▶ [Exercise prompt] Up to and including the line containing "pub(crate) fn config<S: Into<String>>(msg: S)", retype each line of the listing below exactly, beginning with the first.

-=-=-=-=-

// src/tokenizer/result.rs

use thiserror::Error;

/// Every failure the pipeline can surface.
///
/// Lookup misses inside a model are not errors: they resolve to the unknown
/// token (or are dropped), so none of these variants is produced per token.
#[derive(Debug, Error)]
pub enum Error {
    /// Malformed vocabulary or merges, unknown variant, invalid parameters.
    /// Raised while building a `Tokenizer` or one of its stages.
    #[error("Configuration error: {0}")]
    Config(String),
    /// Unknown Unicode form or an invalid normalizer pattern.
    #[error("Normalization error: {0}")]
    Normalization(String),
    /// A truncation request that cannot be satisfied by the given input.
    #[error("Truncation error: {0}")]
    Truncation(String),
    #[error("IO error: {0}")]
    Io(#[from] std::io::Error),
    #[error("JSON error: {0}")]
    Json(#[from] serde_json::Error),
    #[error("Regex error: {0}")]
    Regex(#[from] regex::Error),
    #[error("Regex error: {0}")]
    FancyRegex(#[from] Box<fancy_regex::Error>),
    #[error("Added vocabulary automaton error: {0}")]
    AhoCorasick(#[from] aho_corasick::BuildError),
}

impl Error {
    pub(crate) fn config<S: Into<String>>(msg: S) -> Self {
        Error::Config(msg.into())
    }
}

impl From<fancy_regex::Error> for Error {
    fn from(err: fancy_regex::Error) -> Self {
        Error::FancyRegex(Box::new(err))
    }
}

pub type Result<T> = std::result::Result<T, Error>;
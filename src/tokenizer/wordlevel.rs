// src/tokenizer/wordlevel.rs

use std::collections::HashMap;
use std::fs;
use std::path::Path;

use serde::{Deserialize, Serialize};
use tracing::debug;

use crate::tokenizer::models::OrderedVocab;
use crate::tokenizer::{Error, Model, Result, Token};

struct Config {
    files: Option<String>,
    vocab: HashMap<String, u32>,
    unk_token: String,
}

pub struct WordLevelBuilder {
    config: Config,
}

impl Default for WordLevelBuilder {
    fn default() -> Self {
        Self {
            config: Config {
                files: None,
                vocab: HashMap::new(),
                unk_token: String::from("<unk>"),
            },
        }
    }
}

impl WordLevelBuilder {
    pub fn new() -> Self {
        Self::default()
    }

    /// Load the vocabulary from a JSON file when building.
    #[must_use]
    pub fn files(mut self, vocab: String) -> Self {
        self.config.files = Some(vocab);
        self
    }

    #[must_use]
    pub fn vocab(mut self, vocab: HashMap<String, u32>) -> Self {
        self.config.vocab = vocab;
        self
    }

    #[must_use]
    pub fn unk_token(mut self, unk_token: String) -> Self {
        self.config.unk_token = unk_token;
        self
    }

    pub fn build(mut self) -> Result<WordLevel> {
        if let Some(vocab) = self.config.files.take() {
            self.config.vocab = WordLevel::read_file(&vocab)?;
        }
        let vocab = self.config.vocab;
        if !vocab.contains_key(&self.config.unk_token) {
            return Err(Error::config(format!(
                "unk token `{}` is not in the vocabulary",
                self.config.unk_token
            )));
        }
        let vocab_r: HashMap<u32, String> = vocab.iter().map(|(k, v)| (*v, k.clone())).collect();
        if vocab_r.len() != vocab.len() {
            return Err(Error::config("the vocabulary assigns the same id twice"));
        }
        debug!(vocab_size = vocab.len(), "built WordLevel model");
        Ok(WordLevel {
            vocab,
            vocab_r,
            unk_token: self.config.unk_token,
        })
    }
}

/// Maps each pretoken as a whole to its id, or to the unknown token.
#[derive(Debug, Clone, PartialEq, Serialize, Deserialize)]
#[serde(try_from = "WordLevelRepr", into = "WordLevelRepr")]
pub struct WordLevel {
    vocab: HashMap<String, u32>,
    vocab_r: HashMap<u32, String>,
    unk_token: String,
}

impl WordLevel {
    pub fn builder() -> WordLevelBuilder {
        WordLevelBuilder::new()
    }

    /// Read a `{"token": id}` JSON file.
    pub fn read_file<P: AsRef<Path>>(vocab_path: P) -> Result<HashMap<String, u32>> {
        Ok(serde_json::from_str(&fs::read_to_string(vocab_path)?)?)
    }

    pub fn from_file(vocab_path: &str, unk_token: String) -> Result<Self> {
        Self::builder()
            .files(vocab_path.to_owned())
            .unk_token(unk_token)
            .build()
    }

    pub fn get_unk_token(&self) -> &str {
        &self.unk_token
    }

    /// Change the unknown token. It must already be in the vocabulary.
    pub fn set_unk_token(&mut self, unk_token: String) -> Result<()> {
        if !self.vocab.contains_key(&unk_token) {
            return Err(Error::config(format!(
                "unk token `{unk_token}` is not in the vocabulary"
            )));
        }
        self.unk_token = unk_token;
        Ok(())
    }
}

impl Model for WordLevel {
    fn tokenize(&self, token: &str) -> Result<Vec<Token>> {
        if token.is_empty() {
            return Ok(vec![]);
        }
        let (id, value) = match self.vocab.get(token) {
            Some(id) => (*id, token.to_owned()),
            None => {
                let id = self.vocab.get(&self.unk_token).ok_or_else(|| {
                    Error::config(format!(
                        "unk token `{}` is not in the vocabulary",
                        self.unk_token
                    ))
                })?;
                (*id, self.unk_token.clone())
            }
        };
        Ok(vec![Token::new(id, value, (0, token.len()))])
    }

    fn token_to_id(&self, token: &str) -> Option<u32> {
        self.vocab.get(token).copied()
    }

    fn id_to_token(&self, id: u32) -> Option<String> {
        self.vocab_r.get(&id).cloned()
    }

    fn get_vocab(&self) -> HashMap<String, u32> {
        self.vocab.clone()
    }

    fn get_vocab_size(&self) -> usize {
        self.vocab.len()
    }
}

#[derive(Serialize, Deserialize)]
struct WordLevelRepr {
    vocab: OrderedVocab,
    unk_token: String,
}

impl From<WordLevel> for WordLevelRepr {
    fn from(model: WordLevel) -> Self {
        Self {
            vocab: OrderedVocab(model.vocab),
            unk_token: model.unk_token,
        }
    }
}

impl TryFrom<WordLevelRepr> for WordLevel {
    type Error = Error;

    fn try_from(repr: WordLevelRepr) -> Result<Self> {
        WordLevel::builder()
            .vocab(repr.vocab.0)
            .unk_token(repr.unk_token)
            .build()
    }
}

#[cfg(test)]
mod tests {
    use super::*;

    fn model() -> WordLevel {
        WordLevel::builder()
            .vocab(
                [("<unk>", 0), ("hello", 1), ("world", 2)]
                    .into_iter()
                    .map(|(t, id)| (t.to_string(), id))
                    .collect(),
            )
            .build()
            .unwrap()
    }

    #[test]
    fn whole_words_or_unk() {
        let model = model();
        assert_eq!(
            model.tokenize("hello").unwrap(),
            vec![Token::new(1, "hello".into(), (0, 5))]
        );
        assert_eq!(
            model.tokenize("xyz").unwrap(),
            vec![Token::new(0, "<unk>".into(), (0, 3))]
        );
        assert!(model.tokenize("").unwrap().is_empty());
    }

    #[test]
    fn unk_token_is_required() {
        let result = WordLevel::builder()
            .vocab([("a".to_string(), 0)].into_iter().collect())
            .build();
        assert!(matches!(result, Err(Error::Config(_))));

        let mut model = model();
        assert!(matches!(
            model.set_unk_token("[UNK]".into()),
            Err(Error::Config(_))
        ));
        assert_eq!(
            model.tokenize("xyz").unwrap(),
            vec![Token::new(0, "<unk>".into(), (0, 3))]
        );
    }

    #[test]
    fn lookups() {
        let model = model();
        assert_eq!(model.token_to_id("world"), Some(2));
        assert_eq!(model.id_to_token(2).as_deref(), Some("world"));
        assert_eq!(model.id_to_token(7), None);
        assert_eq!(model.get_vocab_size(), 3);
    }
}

-=-=-=-=-

▶ [Answer below]
// src/tokenizer/result.rs

use thiserror::Error;

/// Every failure the pipeline can surface.
///
/// Lookup misses inside a model are not errors: they resolve to the unknown
/// token (or are dropped), so none of these variants is produced per token.
#[derive(Debug, Error)]
pub enum Error {
    /// Malformed vocabulary or merges, unknown variant, invalid parameters.
    /// Raised while building a `Tokenizer` or one of its stages.
    #[error("Configuration error: {0}")]
    Config(String),
    /// Unknown Unicode form or an invalid normalizer pattern.
    #[error("Normalization error: {0}")]
    Normalization(String),
    /// A truncation request that cannot be satisfied by the given input.
    #[error("Truncation error: {0}")]
    Truncation(String),
    #[error("IO error: {0}")]
    Io(#[from] std::io::Error),
    #[error("JSON error: {0}")]
    Json(#[from] serde_json::Error),
    #[error("Regex error: {0}")]
    Regex(#[from] regex::Error),
    #[error("Regex error: {0}")]
    FancyRegex(#[from] Box<fancy_regex::Error>),
    #[error("Added vocabulary automaton error: {0}")]
    AhoCorasick(#[from] aho_corasick::BuildError),
}

impl Error {
    pub(crate) fn config<S: Into<String>>(msg: S) -> Self {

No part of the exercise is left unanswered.